The Canadian study findings show that during the screening period, a total of 666 cancers were found in the mammogram group versus 524 found in the control group. Most (484), but not all, of the cancers found in the mammogram group were found by the screening. Overall during the 25-year study period, about the same number of women, 3,250 in the mammogram group and 3,133 in the control group, were diagnosed with breast cancer. About the same number in each group, 500 in the mammogram group and 505 in the control group, died of breast cancer. Because more cancers were diagnosed by mammogram, but essentially the same number of women died of breast cancer, the study authors concluded that there had been over-diagnosis. They found that 22 percent of breast cancer cases detected through screening were over-diagnosed. They conclude that recommendations for annual breast cancer screening through mammograms be re-evaluated.

The Canadian study is only one study. Although this study did not find an advantage for mammogram screening, a number of other studies have. Experts in the field, including those at the American Cancer Society, say the findings of this study may be due to differences in the quality of the mammograms themselves, or problems with the study design. For instance, although mammograms are meant to find cancers that are too small to be felt, 68 percent of the cancers found in the mammogram group were big enough to be felt. The study design also may have influenced the results, as women who had signs and symptoms of breast cancer (such as a breast lump) were still allowed in the study mammogram group, even though screening is only meant to be used in women who don’t have signs or symptoms of the disease. Breast cancer diagnosed based on symptoms is likely to be at a more advanced stage and have worse survival than cancers found only with mammogram screening. In the study, the mammogram group included more women with symptoms of breast cancer than the control group; therefore, the study was less likely to show an advantage of mammograms.

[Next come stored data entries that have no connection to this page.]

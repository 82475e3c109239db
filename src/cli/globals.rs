use secrecy::SecretString;

/// Mail transport settings, all optional. When `host` is not set the server
/// falls back to a log-only mailer.
#[derive(Debug, Clone, Default)]
pub struct MailSettings {
    pub host: Option<String>,
    pub port: u16,
    pub username: Option<String>,
    pub password: Option<SecretString>,
}

/// Read-only runtime configuration, resolved once at startup.
#[derive(Debug, Clone)]
pub struct GlobalArgs {
    pub secret: SecretString,
    pub mail: MailSettings,
    pub support_email: Option<String>,
    pub cors_origin: Option<String>,
    pub public_url: String,
}

impl GlobalArgs {
    #[must_use]
    pub fn new(secret: SecretString, public_url: String) -> Self {
        Self {
            secret,
            mail: MailSettings::default(),
            support_email: None,
            cors_origin: None,
            public_url,
        }
    }
}
use std::collections::BTreeSet;

use chrono::NaiveDate;

use super::model::{CollisionDataset, CollisionRecord, DatasetView};

// ---------------------------------------------------------------------------
// FilterSpec – the user's current selection
// ---------------------------------------------------------------------------

/// The conjunction of predicates a view is built from.
///
/// The two membership sets are deliberately asymmetric, matching the
/// dashboard widgets they back:
/// * `boroughs` is a strict selection — an empty set selects nothing.
/// * `vehicle_types` is an opt-in narrowing — an empty set means the
///   filter is inactive and every row passes.
#[derive(Debug, Clone, Default, PartialEq, Eq)]
pub struct FilterSpec {
    /// Inclusive date range; `None` disables date filtering.
    pub date_range: Option<(NaiveDate, NaiveDate)>,
    pub boroughs: BTreeSet<String>,
    pub vehicle_types: BTreeSet<String>,
}

impl FilterSpec {
    /// The dashboards' initial selection: every borough, no date or
    /// vehicle constraint.
    pub fn all_boroughs(dataset: &CollisionDataset) -> Self {
        FilterSpec {
            date_range: None,
            boroughs: dataset.boroughs.clone(),
            vehicle_types: BTreeSet::new(),
        }
    }

    fn matches(&self, record: &CollisionRecord) -> bool {
        if let Some((start, end)) = self.date_range {
            match record.date {
                Some(date) => {
                    if date < start || date > end {
                        return false;
                    }
                }
                // Missing dates are excluded whenever a date filter is active.
                None => return false,
            }
        }

        match &record.borough {
            Some(borough) => {
                if !self.boroughs.contains(borough) {
                    return false;
                }
            }
            None => return false,
        }

        if !self.vehicle_types.is_empty() {
            match &record.vehicle_type {
                Some(vehicle) => {
                    if !self.vehicle_types.contains(vehicle) {
                        return false;
                    }
                }
                None => return false,
            }
        }

        true
    }
}

// ---------------------------------------------------------------------------
// Filter application
// ---------------------------------------------------------------------------

/// Apply a [`FilterSpec`] to a dataset, producing a stable subsequence of
/// the original row order. A single linear pass; re-applying the same spec
/// yields the identical view.
pub fn apply<'a>(dataset: &'a CollisionDataset, spec: &FilterSpec) -> DatasetView<'a> {
    let indices = dataset
        .records
        .iter()
        .enumerate()
        .filter(|(_, record)| spec.matches(record))
        .map(|(i, _)| i)
        .collect();
    DatasetView::new(dataset, indices)
}

#[cfg(test)]
mod tests {
    use super::*;
    use crate::data::aggregate;
    use crate::data::testutil::{date, sample_dataset};

    #[test]
    fn date_and_borough_predicates_compose() {
        // Three-row scenario: January BRONX rows pass, February QUEENS does not.
        let dataset = sample_dataset();
        let spec = FilterSpec {
            date_range: Some((date(2021, 1, 1), date(2021, 1, 31))),
            boroughs: ["BRONX".to_string()].into(),
            vehicle_types: BTreeSet::new(),
        };
        let view = apply(&dataset, &spec);
        assert_eq!(view.indices(), [0, 2]);

        let kpis = aggregate::kpis(&view);
        assert_eq!(kpis.total_collisions, 2);
        assert_eq!(kpis.total_injuries, 3);
    }

    #[test]
    fn empty_borough_selection_selects_nothing() {
        let dataset = sample_dataset();
        let spec = FilterSpec::default();
        assert!(apply(&dataset, &spec).is_empty());
    }

    #[test]
    fn empty_vehicle_selection_is_a_pass_through() {
        // The asymmetry with boroughs is intended behavior, not a bug.
        let dataset = sample_dataset();
        let mut spec = FilterSpec::all_boroughs(&dataset);
        let unconstrained = apply(&dataset, &spec).into_indices();

        spec.vehicle_types = ["TAXI".to_string()].into();
        let narrowed = apply(&dataset, &spec).into_indices();

        assert!(narrowed.len() < unconstrained.len());
        assert!(narrowed.iter().all(|i| unconstrained.contains(i)));
        for &i in &narrowed {
            assert_eq!(dataset.records[i].vehicle_type.as_deref(), Some("TAXI"));
        }
    }

    #[test]
    fn date_range_is_inclusive_on_both_ends() {
        let dataset = sample_dataset();
        let mut spec = FilterSpec::all_boroughs(&dataset);
        spec.date_range = Some((date(2021, 1, 1), date(2021, 1, 15)));
        let view = apply(&dataset, &spec);
        assert_eq!(view.indices(), [0, 2]);
    }

    #[test]
    fn active_date_filter_excludes_missing_dates() {
        let dataset = sample_dataset();
        let mut spec = FilterSpec::all_boroughs(&dataset);

        let without_date_filter = apply(&dataset, &spec).into_indices();
        assert!(without_date_filter.contains(&4)); // unparseable date, MANHATTAN

        spec.date_range = Some((date(2020, 1, 1), date(2021, 12, 31)));
        let with_date_filter = apply(&dataset, &spec).into_indices();
        assert!(!with_date_filter.contains(&4));
    }

    #[test]
    fn missing_borough_rows_never_pass() {
        let dataset = sample_dataset();
        let spec = FilterSpec::all_boroughs(&dataset);
        let indices = apply(&dataset, &spec).into_indices();
        assert!(!indices.contains(&3)); // blank borough cell
    }

    #[test]
    fn filtering_is_stable_and_idempotent() {
        let dataset = sample_dataset();
        let mut spec = FilterSpec::all_boroughs(&dataset);
        spec.vehicle_types = ["SEDAN".to_string(), "TAXI".to_string()].into();

        let first = apply(&dataset, &spec).into_indices();
        let second = apply(&dataset, &spec).into_indices();
        assert_eq!(first, second);
        assert!(first.windows(2).all(|w| w[0] < w[1]));
    }
}
use std::fs::File;
use std::io;
use std::path::Path;

use chrono::{Datelike, NaiveDate, NaiveTime, Timelike};
use log::{debug, info};
use thiserror::Error;

use super::model::{CollisionDataset, CollisionRecord};

// ---------------------------------------------------------------------------
// Errors
// ---------------------------------------------------------------------------

/// Fatal load failures. Per-row problems never end up here: a malformed
/// cell degrades to a missing field and loading continues.
#[derive(Debug, Error)]
pub enum LoadError {
    #[error("failed to read input: {0}")]
    Io(#[from] io::Error),

    #[error("malformed CSV: {0}")]
    Csv(#[from] csv::Error),

    #[error("required column(s) missing: {}", .0.join(", "))]
    MissingColumns(Vec<String>),
}

// ---------------------------------------------------------------------------
// Column layout
// ---------------------------------------------------------------------------

/// Columns that must be present for a load to succeed.
pub const REQUIRED_COLUMNS: [&str; 3] = ["DATE", "TIME", "BOROUGH"];

/// Accepted date formats. Public exports use `MM/DD/YYYY`; re-imports of
/// our own exports and hand-edited files tend to use ISO.
const DATE_FORMATS: [&str; 3] = ["%m/%d/%Y", "%Y-%m-%d", "%m/%d/%y"];
const TIME_FORMATS: [&str; 2] = ["%H:%M:%S", "%H:%M"];

/// Positions of the known columns in the (trimmed) header row.
/// Optional columns stay `None` and every dependent field degrades to
/// missing/zero for the whole load.
struct ColumnIndex {
    date: Option<usize>,
    time: Option<usize>,
    borough: Option<usize>,
    vehicle_type: Option<usize>,
    vehicle_factor: Option<usize>,
    persons_injured: Option<usize>,
    persons_killed: Option<usize>,
    pedestrians_injured: Option<usize>,
    pedestrians_killed: Option<usize>,
    cyclists_injured: Option<usize>,
    cyclists_killed: Option<usize>,
    motorists_injured: Option<usize>,
    motorists_killed: Option<usize>,
    latitude: Option<usize>,
    longitude: Option<usize>,
}

impl ColumnIndex {
    fn new(headers: &[String]) -> Self {
        let find = |name: &str| headers.iter().position(|h| h == name);
        ColumnIndex {
            date: find("DATE"),
            time: find("TIME"),
            borough: find("BOROUGH"),
            vehicle_type: find("VEHICLE 1 TYPE"),
            vehicle_factor: find("VEHICLE 1 FACTOR"),
            persons_injured: find("PERSONS INJURED"),
            persons_killed: find("PERSONS KILLED"),
            pedestrians_injured: find("PEDESTRIANS INJURED"),
            pedestrians_killed: find("PEDESTRIANS KILLED"),
            cyclists_injured: find("CYCLISTS INJURED"),
            cyclists_killed: find("CYCLISTS KILLED"),
            motorists_injured: find("MOTORISTS INJURED"),
            motorists_killed: find("MOTORISTS KILLED"),
            latitude: find("LATITUDE"),
            longitude: find("LONGITUDE"),
        }
    }
}

// ---------------------------------------------------------------------------
// Public entry-points
// ---------------------------------------------------------------------------

/// Load a collision dataset from a file on disk.
pub fn load_path(path: &Path) -> Result<CollisionDataset, LoadError> {
    let file = File::open(path)?;
    load_reader(file)
}

/// Load a collision dataset from any byte stream (uploads, in-memory CSV).
///
/// Headers are trimmed before any lookup. The reader runs in flexible mode:
/// ragged rows are padded with missing fields instead of failing the load.
pub fn load_reader<R: io::Read>(reader: R) -> Result<CollisionDataset, LoadError> {
    let mut csv_reader = csv::ReaderBuilder::new()
        .flexible(true)
        .from_reader(reader);

    let headers: Vec<String> = csv_reader
        .headers()?
        .iter()
        .map(|h| h.trim().to_string())
        .collect();

    let missing: Vec<String> = REQUIRED_COLUMNS
        .iter()
        .filter(|name| !headers.iter().any(|h| h == *name))
        .map(|name| name.to_string())
        .collect();
    if !missing.is_empty() {
        return Err(LoadError::MissingColumns(missing));
    }

    let columns = ColumnIndex::new(&headers);
    let mut records = Vec::new();
    for (row_no, result) in csv_reader.records().enumerate() {
        let row = result?;
        records.push(parse_record(&row, &columns, headers.len(), row_no));
    }

    info!(
        "loaded {} collision records across {} columns",
        records.len(),
        headers.len()
    );
    Ok(CollisionDataset::from_records(headers, records))
}

// ---------------------------------------------------------------------------
// Row parsing
// ---------------------------------------------------------------------------

fn parse_record(
    row: &csv::StringRecord,
    columns: &ColumnIndex,
    width: usize,
    row_no: usize,
) -> CollisionRecord {
    let cell = |idx: Option<usize>| -> Option<&str> {
        idx.and_then(|i| row.get(i))
            .map(str::trim)
            .filter(|s| !s.is_empty())
    };
    let count = |idx: Option<usize>| -> u32 {
        cell(idx).and_then(|s| s.parse().ok()).unwrap_or(0)
    };
    let coordinate = |idx: Option<usize>| -> Option<f64> {
        cell(idx)
            .and_then(|s| s.parse::<f64>().ok())
            .filter(|v| v.is_finite())
    };

    let date = cell(columns.date).and_then(|s| {
        let parsed = parse_date(s);
        if parsed.is_none() {
            debug!("row {row_no}: unparseable date {s:?}");
        }
        parsed
    });
    let time = cell(columns.time).and_then(|s| {
        let parsed = parse_time(s);
        if parsed.is_none() {
            debug!("row {row_no}: unparseable time {s:?}");
        }
        parsed
    });
    let datetime = match (date, time) {
        (Some(d), Some(t)) => Some(d.and_time(t)),
        _ => None,
    };

    let mut raw: Vec<String> = row.iter().map(str::to_string).collect();
    raw.resize(width, String::new());

    CollisionRecord {
        date,
        time,
        datetime,
        hour: datetime.map(|dt| dt.hour()),
        week: date.map(|d| d.iso_week().week()),
        month: date.map(|d| d.month()),
        year: date.map(|d| d.year()),
        borough: cell(columns.borough).map(str::to_string),
        vehicle_type: cell(columns.vehicle_type).map(str::to_string),
        vehicle_factor: cell(columns.vehicle_factor).map(str::to_string),
        persons_injured: count(columns.persons_injured),
        persons_killed: count(columns.persons_killed),
        pedestrians_injured: count(columns.pedestrians_injured),
        pedestrians_killed: count(columns.pedestrians_killed),
        cyclists_injured: count(columns.cyclists_injured),
        cyclists_killed: count(columns.cyclists_killed),
        motorists_injured: count(columns.motorists_injured),
        motorists_killed: count(columns.motorists_killed),
        latitude: coordinate(columns.latitude),
        longitude: coordinate(columns.longitude),
        raw,
    }
}

fn parse_date(s: &str) -> Option<NaiveDate> {
    DATE_FORMATS
        .iter()
        .find_map(|fmt| NaiveDate::parse_from_str(s, fmt).ok())
}

fn parse_time(s: &str) -> Option<NaiveTime> {
    TIME_FORMATS
        .iter()
        .find_map(|fmt| NaiveTime::parse_from_str(s, fmt).ok())
}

It should also be noted that this study was initiated in 1980. At that point in time mammography equipment was relatively new. Technical advances have made great strides and the use of 3D mammography has made it possible to find cancers at very early stages when treatment options and outcomes are optimal. Two recent studies published in 2013 show that 3D mammography is 40-50 percent more accurate in finding invasive breast cancer. 

As a radiologist I receive notes from female patients on a regular basis thanking us for finding their cancer and saving their lives.  At InHealth Imaging we perform Low Radiation 3D Mammography on every patient because we believe it is the right thing to do.  We also provide results to each patient before they leave our office.  We also stress to patients that the risk of breast cancer goes up with age. That is why it is important to have an annual mammogram for comparison. The question I like to pose is this: if it is you, or someone you love, doesn’t it make sense to take a 20-minute exam, which is covered by insurance, once a year that really can save your life or their life?

The American Cancer Society continues to recommend that women age 40 and older should have a mammogram and clinical breast exam every year and should continue to do so for as long as they are in good health. The Society’s 12-person panel of experts regularly reviews all the scientific data on mammograms. Otis Brawley, MD, MPH, Chief Medical Officer of the American Cancer Society, has also said the Canadian study is one piece of information in a large volume of evidence that adds to the body of knowledge about breast cancer screening. For now, he said this new study will not change any of the American Cancer Society recommendations.